Кроме официального звания – заслуженный артист России – у краснофакельца Владимира Лемешонка в кругу театралов целый ряд негласных титулов: интеллектуал, книгочей, элитарный актер и так далее. Чуть издали – он производит впечатление некоторой отстраненности, как человек из мира, который принято считать горним. Но если приблизиться, то вдруг узнаешь, что именно к нему относится такое личностное свойство как непрекращающееся (в буквальном смысле ни на минуту) недовольство собой. Можно предположить, что это и есть невероятно заточенный и, можно сказать, смертельно опасный для его обладателя инструмент, который позволяет артисту создавать на сцене глубокие и незабываемые для зрителей образы.

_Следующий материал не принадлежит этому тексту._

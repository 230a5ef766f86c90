// Copyright 2026 the Weblayer Authors
// SPDX-License-Identifier: Apache-2.0 OR MIT

//! Layer identity.

use core::fmt;

/// A handle to a layer in a [`LayerStore`](super::LayerStore).
///
/// Ids are allocated monotonically per tree and never reused, so a handle to
/// a disposed layer can never alias a newer one. The numeric value is what
/// the engine writes into the element's boundary marker.
#[derive(Clone, Copy, PartialEq, Eq, PartialOrd, Ord, Hash)]
pub struct LayerId(pub(crate) u32);

impl LayerId {
    /// Returns the raw id, as stored in the boundary marker.
    #[inline]
    #[must_use]
    pub const fn get(self) -> u32 {
        self.0
    }
}

impl fmt::Debug for LayerId {
    fn fmt(&self, f: &mut fmt::Formatter<'_>) -> fmt::Result {
        write!(f, "LayerId({})", self.0)
    }
}

impl fmt::Display for LayerId {
    fn fmt(&self, f: &mut fmt::Formatter<'_>) -> fmt::Result {
        write!(f, "{}", self.0)
    }
}
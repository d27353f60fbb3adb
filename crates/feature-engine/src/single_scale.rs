//! Features of one image channel at one scale

use ndarray::{ArrayD, ArrayViewD};
use tracing::trace;

use crate::config::FeatureFlags;
use crate::error::FeatureError;
use crate::filters::{gaussian, sobel_magnitude};
use crate::hessian::{hessian_eigenvalues, hessian_entries};

/// Arrays produced for one (channel, scale) pair, in the order
/// intensity, edges, texture eigenvalues (ascending)
pub type FeatureBundle = Vec<ArrayD<f32>>;

/// Smooth `image` with a Gaussian of standard deviation `sigma` and derive
/// the enabled descriptors from the smoothed image
pub fn extract_single_scale(
    image: &ArrayViewD<'_, f32>,
    sigma: f64,
    flags: FeatureFlags,
) -> Result<FeatureBundle, FeatureError> {
    let ndim = image.ndim();
    let mut bundle = Vec::with_capacity(flags.per_scale(ndim));

    let blurred = gaussian(image, sigma);

    // derived arrays first, so `blurred` can move into the bundle afterwards
    let edges = flags.edges.then(|| sobel_magnitude(&blurred.view()));
    let texture = if flags.texture {
        texture_features(&blurred.view())?
    } else {
        Vec::new()
    };

    if flags.intensity {
        bundle.push(blurred);
    }
    bundle.extend(edges);
    bundle.extend(texture);

    trace!(sigma, arrays = bundle.len(), "single-scale features done");
    Ok(bundle)
}

/// Ascending Hessian eigenvalues of an already smoothed image
pub fn texture_features(blurred: &ArrayViewD<'_, f32>) -> Result<Vec<ArrayD<f32>>, FeatureError> {
    let entries = hessian_entries(blurred)?;
    hessian_eigenvalues(&entries)
}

– Владимир Евгеньевич, мы встретились после юбилейного вечера и торжеств, посвященных вашему 60-летию. Как вы относитесь к таким событиям – слава богу, что прошли или все-таки – хорошо, что были?
– Слава богу, что прошли. Прежде всего, потому, что, на самом деле, это очень обременительно.

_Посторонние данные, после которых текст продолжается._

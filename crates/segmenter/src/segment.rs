//! Fit and predict on precomputed feature stacks

use feature_engine::FeatureStack;
use ndarray::{ArrayD, ArrayViewD, Axis, IxDyn};
use tracing::{debug, info};

use crate::classifier::Classifier;
use crate::SegmentError;

fn check_shape(labels: &ArrayViewD<'_, u32>, features: &FeatureStack) -> Result<(), SegmentError> {
    if labels.shape() != features.spatial_shape() {
        return Err(SegmentError::InvalidParameter(format!(
            "labels of shape {:?} do not match feature spatial shape {:?}",
            labels.shape(),
            features.spatial_shape()
        )));
    }
    Ok(())
}

/// Train `classifier` in place on the labeled pixels and return `labels`
/// with every unlabeled (`0`) pixel replaced by its prediction
pub(crate) fn fit_in_place<C: Classifier + ?Sized>(
    labels: &ArrayViewD<'_, u32>,
    features: &FeatureStack,
    classifier: &mut C,
) -> Result<ArrayD<u32>, SegmentError> {
    check_shape(labels, features)?;

    let rows = features.pixel_rows();
    let mut output: Vec<u32> = labels.iter().copied().collect();

    let (labeled, unlabeled): (Vec<usize>, Vec<usize>) =
        (0..output.len()).partition(|&px| output[px] > 0);
    if labeled.is_empty() {
        return Err(SegmentError::InvalidParameter(
            "labels contain no training pixels (all are 0)".to_string(),
        ));
    }

    info!(
        "Fitting segmenter: {} labeled / {} unlabeled pixels, {} features",
        labeled.len(),
        unlabeled.len(),
        features.n_features()
    );

    let x_train = rows.select(Axis(0), &labeled);
    let y_train: ndarray::Array1<u32> = labeled.iter().map(|&px| output[px]).collect();
    classifier.fit(x_train.view(), y_train.view())?;

    if !unlabeled.is_empty() {
        let x_unlabeled = rows.select(Axis(0), &unlabeled);
        let predicted = classifier.predict(x_unlabeled.view())?;
        if predicted.len() != unlabeled.len() {
            return Err(SegmentError::Classifier(format!(
                "expected {} predictions, got {}",
                unlabeled.len(),
                predicted.len()
            )));
        }
        for (&px, &class) in unlabeled.iter().zip(predicted.iter()) {
            output[px] = class;
        }
    } else {
        debug!("Every pixel is labeled, nothing to predict");
    }

    ArrayD::from_shape_vec(IxDyn(labels.shape()), output)
        .map_err(|e| SegmentError::InvalidParameter(e.to_string()))
}

/// Train `classifier` on the pixels where `labels > 0` and segment the rest.
///
/// `features` must have spatial shape equal to `labels.shape()`. Labeled
/// pixels are returned unchanged; unlabeled ones carry the prediction.
/// Returns the segmentation together with the fitted classifier.
pub fn fit_segmenter<C: Classifier>(
    labels: &ArrayViewD<'_, u32>,
    features: &FeatureStack,
    mut classifier: C,
) -> Result<(ArrayD<u32>, C), SegmentError> {
    let output = fit_in_place(labels, features, &mut classifier)?;
    Ok((output, classifier))
}

/// Segment every pixel of `features` with an already fitted classifier
pub fn predict_segmenter<C: Classifier + ?Sized>(
    features: &FeatureStack,
    classifier: &C,
) -> Result<ArrayD<u32>, SegmentError> {
    let rows = features.pixel_rows();
    debug!("Predicting {} pixels", rows.nrows());

    let predicted = classifier.predict(rows.view())?;
    if predicted.len() != rows.nrows() {
        return Err(SegmentError::Classifier(format!(
            "expected {} predictions, got {}",
            rows.nrows(),
            predicted.len()
        )));
    }

    ArrayD::from_shape_vec(IxDyn(features.spatial_shape()), predicted.to_vec())
        .map_err(|e| SegmentError::InvalidParameter(e.to_string()))
}
//! Geometric scale sequence

use crate::error::FeatureError;

/// Absorbs log2 rounding so that e.g. `0.1..=0.8` still yields 4 scales
const LOG2_SLACK: f64 = 1e-9;

/// Check `0 < sigma_min <= sigma_max` (both finite)
pub fn validate_sigma_bounds(sigma_min: f64, sigma_max: f64) -> Result<(), FeatureError> {
    if !sigma_min.is_finite() || sigma_min <= 0.0 {
        return Err(FeatureError::InvalidParameter(format!(
            "sigma_min must be positive and finite, got {sigma_min}"
        )));
    }
    if !sigma_max.is_finite() || sigma_max < sigma_min {
        return Err(FeatureError::InvalidParameter(format!(
            "sigma_max must be finite and >= sigma_min ({sigma_min}), got {sigma_max}"
        )));
    }
    Ok(())
}

/// Smoothing scales between `sigma_min` and `sigma_max`, largest first.
///
/// The values are evenly spaced on the log2 axis, both endpoints included,
/// with `floor(log2(sigma_max) - log2(sigma_min)) + 1` entries.
pub fn scale_sequence(sigma_min: f64, sigma_max: f64) -> Result<Vec<f64>, FeatureError> {
    validate_sigma_bounds(sigma_min, sigma_max)?;

    let lo = sigma_min.log2();
    let hi = sigma_max.log2();
    let count = ((hi - lo) + LOG2_SLACK).floor() as usize + 1;

    if count == 1 {
        return Ok(vec![sigma_min]);
    }

    let step = (hi - lo) / (count - 1) as f64;
    let mut sigmas: Vec<f64> = (0..count)
        .map(|i| match i {
            0 => sigma_min,
            i if i == count - 1 => sigma_max,
            i => (lo + step * i as f64).exp2(),
        })
        .collect();
    sigmas.reverse();
    Ok(sigmas)
}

– Неловко выслушивать похвалы?
– По чувству какой-то дополнительной ответственности – по самым разным поводам. К примеру, что прожил уже так долго и должен что-то предъявлять, а предъявлять особенно нечего… И эта вот дополнительная ответственность, она угнетает. Просто реально я плохо спал эти дни. Думал все время, чтобы спектакль этот уже скорее прошел, потому что боялся его плохо сыграть, боялся забыть текст, все, что угодно.
– По-моему, ваш аристократ Кирсанов в бенефисных «Отцах и сыновьях» по Тургеневу, как всегда, был камертоном чего-то очень важного во взаимоотношениях героев…

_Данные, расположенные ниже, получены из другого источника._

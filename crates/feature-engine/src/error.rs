//! Feature Extraction Error Types

use thiserror::Error;

/// Errors raised while building a feature stack
#[derive(Debug, Error)]
pub enum FeatureError {
    /// Bad sigma bounds, empty flag set, unusable image shape, etc.
    #[error("Invalid parameter: {0}")]
    InvalidParameter(String),

    /// A per-(channel, scale) task failed; the whole aggregation is aborted
    #[error("Feature task failed (channel {channel}, sigma {sigma}): {source}")]
    TaskFailure {
        channel: usize,
        sigma: f64,
        source: Box<FeatureError>,
    },

    /// Finite differences need at least two samples along the axis
    #[error("Axis {axis} has {len} sample(s), at least 2 are required for derivatives")]
    AxisTooShort { axis: usize, len: usize },

    /// Iterative eigen-decomposition did not converge
    #[error("Symmetric eigen-decomposition did not converge for a {order}x{order} tensor")]
    EigenNoConvergence { order: usize },

    /// An ndarray reshape or stack operation failed
    #[error("Shape mismatch: {0}")]
    ShapeMismatch(String),

    /// Configuration could not be loaded or deserialized
    #[error("Configuration error: {0}")]
    Config(#[from] config::ConfigError),
}

impl FeatureError {
    /// Wrap an error raised inside a feature task
    pub fn task(channel: usize, sigma: f64, source: FeatureError) -> Self {
        FeatureError::TaskFailure {
            channel,
            sigma,
            source: Box::new(source),
        }
    }
}

impl From<ndarray::ShapeError> for FeatureError {
    fn from(err: ndarray::ShapeError) -> Self {
        FeatureError::ShapeMismatch(err.to_string())
    }
}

– Возможно, со стороны это не было сильно заметно – там были недостатки очень серьезные. В середине спектакля у меня было очень плохое настроение, потом как-то уже махнул рукой. Какие-то сцены не пошли. Но катастрофы не случилось, и то хорошо.
– А, вообще, роль эта – одна из любимых, вам по душе?
– Просто этот спектакль мне не стыдно предъявлять людям. У меня такой период сейчас в жизни – ролей много, но выдающихся, которые когда-то все-таки у меня бывали, нет совсем. Вот это самая крупная роль. Но все равно, это не Ричард III, не Сальери.
– Актер – единственно возможная профессия для вас или когда-нибудь, просто в праздную минуту вы думали: вот бы доктором Астровым стать или, допустим, филологом, профессором университета?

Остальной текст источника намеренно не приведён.